WHAT TO WORK ON —
If a line in the material below has the word "Alignment", copy it.

───── EXTRACTED ENTRIES ─────

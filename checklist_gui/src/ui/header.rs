//! Header (Top)
//!
//! Displays:
//! - Application title
//! - Permit type picker
//! - Description and official link of the selected permit type

use std::fmt;

use iced::widget::{button, column, container, pick_list, row, text, Space};
use iced::{Alignment, Element, Length, Padding};

use checklist_core::models::PermitType;
use checklist_core::Tracker;

use super::MUTED;
use crate::Message;

/// Entry of the permit type picker; `id: None` is the "no permit type" choice.
#[derive(Debug, Clone, PartialEq, Eq)]
pub struct PermitChoice {
    pub id: Option<String>,
    label: String,
}

impl PermitChoice {
    pub fn none() -> Self {
        PermitChoice {
            id: None,
            label: "-- Select a permit type --".to_string(),
        }
    }

    pub fn of(permit: &PermitType) -> Self {
        PermitChoice {
            id: Some(permit.id.clone()),
            label: permit.label(),
        }
    }
}

impl fmt::Display for PermitChoice {
    fn fmt(&self, f: &mut fmt::Formatter<'_>) -> fmt::Result {
        f.write_str(&self.label)
    }
}

/// Render the header with the permit picker
pub fn view_header(tracker: &Tracker) -> Element<'_, Message> {
    let mut choices = vec![PermitChoice::none()];
    choices.extend(tracker.permit_types().iter().map(PermitChoice::of));
    let selected = tracker
        .current_permit()
        .map(PermitChoice::of)
        .unwrap_or_else(PermitChoice::none);

    let picker = row![
        text("Permit type:").size(12).width(Length::Fixed(90.0)),
        pick_list(choices, Some(selected), Message::PermitSelected)
            .width(Length::Fill)
            .text_size(12),
    ]
    .align_y(Alignment::Center);

    let mut content = column![
        text("Permit Document Checklist").size(28),
        text("Track the paperwork for your residence permit application")
            .size(12)
            .color(MUTED),
        Space::new().height(8),
        picker,
    ]
    .spacing(4);

    if let Some(permit) = tracker.current_permit() {
        content = content.push(Space::new().height(4));
        content = content.push(view_permit_description(permit));
    }

    content.into()
}

fn view_permit_description(permit: &PermitType) -> Element<'_, Message> {
    let mut body = column![text(&permit.description).size(12)].spacing(6);

    if !permit.official_url.is_empty() {
        body = body.push(
            button(text("📖 View official requirements").size(11))
                .on_press(Message::OpenUrl(permit.official_url.clone()))
                .padding(Padding::from([2, 0]))
                .style(button::text),
        );
    }

    if let Some(date) = &permit.last_verified {
        body = body.push(text(format!("Last verified: {date}")).size(10).color(MUTED));
    }

    container(body)
        .padding(10)
        .width(Length::Fill)
        .style(container::bordered_box)
        .into()
}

─────

WRITTEN ANSWER —
use iced::{Alignment, Element, Length, Padding};
    .align_y(Alignment::Center);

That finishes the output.